Interaction DuoTrav with other drugs

Studies on interactions with other drugs have not been conducted. There is a possibility of increasing the hypotensive effect or development of severe bradycardia with the simultaneous use of timolol with calcium channel blockers for ingestion, guanethidine, beta-adrenoblockers, antiarrhythmics, cardiac glycosides and parasympathomimetics. The development of hypertension after a sharp abolition of clonidine can be enhanced with simultaneous reception of beta-blockers.
Beta-blockers can increase the hypoglycemic effect of antidiabetics. Beta-blockers can mask symptoms of hypoglycemia.
DuoTrav can be used in combination with other local ophthalmic drugs to reduce intraocular pressure. In this case, the interval between their use should be at least 5 minutes.
It is not recommended simultaneous use of two local beta-blockers or two local analogues of prostaglandins!

special instructions

Local action

Travoprost can cause a gradual change in eye color by increasing the amount of brown pigment in melanocytes. Before starting treatment, patients should be informed about the possibility of changing eye color. Treatment of only one eye can lead to permanent heterochromia. Long-term effects on melanocytes and the effects of this effect are currently unknown. The change in the color of the iris of the eyes is slow and may go unnoticed for a number of months or years. This effect is revealed mainly in patients with mixed iris coloration, for example, blue-brown, gray-brown, green-brown or yellow-brown; However, it can also be observed in patients with brown eyes.
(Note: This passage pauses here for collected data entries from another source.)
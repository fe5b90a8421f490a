use crate::*;

use teomon_api::ApiState;
use teomon_core::param::PARAM_HOST;
use teomon_core::Parameter;

/// Serve the API for `c` on an ephemeral port. Returns the base URL.
async fn serve_api(c: &Collector) -> String {
    let state = ApiState {
        registry: c.registry.clone(),
        transport: Arc::new(c.transport.clone()),
        peers_file: c.peers_file.clone(),
        shutdown_tx: c.shutdown_tx.clone(),
    };
    let listener = TcpListener::bind("127.0.0.1:0").await.unwrap();
    let base = format!("http://{}/api", listener.local_addr().unwrap());
    tokio::spawn(async move {
        let _ = axum::serve(listener, teomon_api::router(state)).await;
    });
    base
}

fn seed(c: &Collector) {
    for (addr, short, online) in [
        ("p1", "app-01", None),
        ("p2", "app-02", Some(false)),
        ("p3", "app-03", Some(true)),
        ("p4", "app-04", Some(false)),
        ("p5", "_app-05", Some(false)),
    ] {
        c.registry.add(MetricRecord::new(addr, short));
        match online {
            Some(v) => c.registry.set_param(addr, Parameter::new("online", v)).unwrap(),
            None => {
                c.registry.get(addr).unwrap().params.remove("online");
            }
        }
    }
}

#[tokio::test]
async fn test_api_status_shape() {
    let c = Collector::start("api-status").await.unwrap();
    let base = serve_api(&c).await;

    let status: serde_json::Value = reqwest::get(format!("{base}/status"))
        .await
        .unwrap()
        .json()
        .await
        .unwrap();
    assert_eq!(status["address"], COLLECTOR);
    assert!(status["known_peers"].is_number(), "missing known_peers");
    assert!(status["online_peers"].is_number(), "missing online_peers");
    assert!(status["connected_peers"].is_number(), "missing connected_peers");
}

#[tokio::test]
async fn test_api_peers_json_in_display_order() {
    // No health monitor interference: the records are not connected, so
    // stop it before seeding.
    let c = Collector::start("api-peers").await.unwrap();
    c.shutdown_tx.send(()).unwrap();
    tokio::time::sleep(HEALTH_INTERVAL * 2).await;
    c.registry.del(COLLECTOR).unwrap();
    seed(&c);
    c.registry
        .set_param("p3", Parameter::new(PARAM_HOST, "node-3"))
        .unwrap();

    let base = serve_api(&c).await;
    let peers: serde_json::Value = reqwest::get(format!("{base}/peers"))
        .await
        .unwrap()
        .json()
        .await
        .unwrap();

    let order: Vec<&str> = peers
        .as_array()
        .unwrap()
        .iter()
        .map(|p| p["appShort"].as_str().unwrap())
        .collect();
    assert_eq!(order, vec!["_app-05", "app-02", "app-04", "app-01", "app-03"]);

    let p3 = &peers[4];
    assert_eq!(p3["address"], "p3");
    assert_eq!(p3["online"], true);
    assert_eq!(p3["host"], "node-3");
    assert_eq!(peers[3]["online"], false, "absent online renders false");
}

#[tokio::test]
async fn test_api_table_is_text() {
    let c = Collector::start("api-table").await.unwrap();
    let base = serve_api(&c).await;

    let resp = reqwest::get(format!("{base}/peers/table")).await.unwrap();
    let content_type = resp
        .headers()
        .get("content-type")
        .and_then(|v| v.to_str().ok())
        .unwrap_or_default()
        .to_string();
    assert!(content_type.starts_with("text/plain"), "got {content_type}");

    let body = resp.text().await.unwrap();
    assert!(body.contains("protocol-ver"));
    assert!(body.contains(COLLECTOR));
}

#[tokio::test]
async fn test_api_get_and_delete_peer() {
    let c = Collector::start("api-del").await.unwrap();
    c.registry.add(MetricRecord::new("gone", "app"));
    let base = serve_api(&c).await;
    let http = reqwest::Client::new();

    let peer: serde_json::Value = http
        .get(format!("{base}/peers/gone"))
        .send()
        .await
        .unwrap()
        .json()
        .await
        .unwrap();
    assert_eq!(peer["appShort"], "app");

    let resp = http.delete(format!("{base}/peers/gone")).send().await.unwrap();
    assert!(resp.status().is_success());
    assert!(!c.registry.contains("gone"));

    let resp = http.get(format!("{base}/peers/gone")).send().await.unwrap();
    assert_eq!(resp.status().as_u16(), 404);
    let resp = http.delete(format!("{base}/peers/gone")).send().await.unwrap();
    assert_eq!(resp.status().as_u16(), 404);
}

#[tokio::test]
async fn test_api_save() {
    let c = Collector::start("api-save").await.unwrap();
    let base = serve_api(&c).await;

    let resp: serde_json::Value = reqwest::Client::new()
        .post(format!("{base}/save"))
        .send()
        .await
        .unwrap()
        .json()
        .await
        .unwrap();
    assert_eq!(resp["saved"], 1);
    assert!(c.peers_file.exists());
}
Typically, brown pigmentation spreads concentrically around the pupil to the periphery of the iris of the eyes, while the entire iris or parts of it can acquire a more intense brown color. After the drug was discontinued, there was no further increase in the amount of brown pigment, but the already developed color change may be irreversible.
DuoTrav can cause darkening, thickening and lengthening of eyelashes / or an increase in their number; rarely - darkening of the skin of the eyelids. The mechanism of these changes is not currently established.
The drug contains a preservative of benzalkonium chloride, which can be absorbed by contact lenses. Before using the drug, the lens should be removed and installed back no earlier than 15 minutes after the drug is used.
If the patient after the application of DuoTrav temporarily reduces clearness of vision, it is not recommended to drive the car and engage in activities requiring increased attention before its restoration.
Do not touch the tip of the dropper bottle to any surface to avoid contamination of the dropper and its contents. The bottle must be closed after each use.

Form of issue

Eye drops.
For 2.5 ml in the bottle-drip «Droptainer» made of polypropylene with polypropylene lid.
For 1 bottle in a foil bag with instructions for medical use in a pack of cardboard.
Shelf life - 3 years.
Do not use after the expiry date printed on the package. Use within 4 weeks after opening the vial.

Storage conditions

At a temperature of 2-25 ° C, out of reach of children.
To buy DuoTrav you don't need a prescription.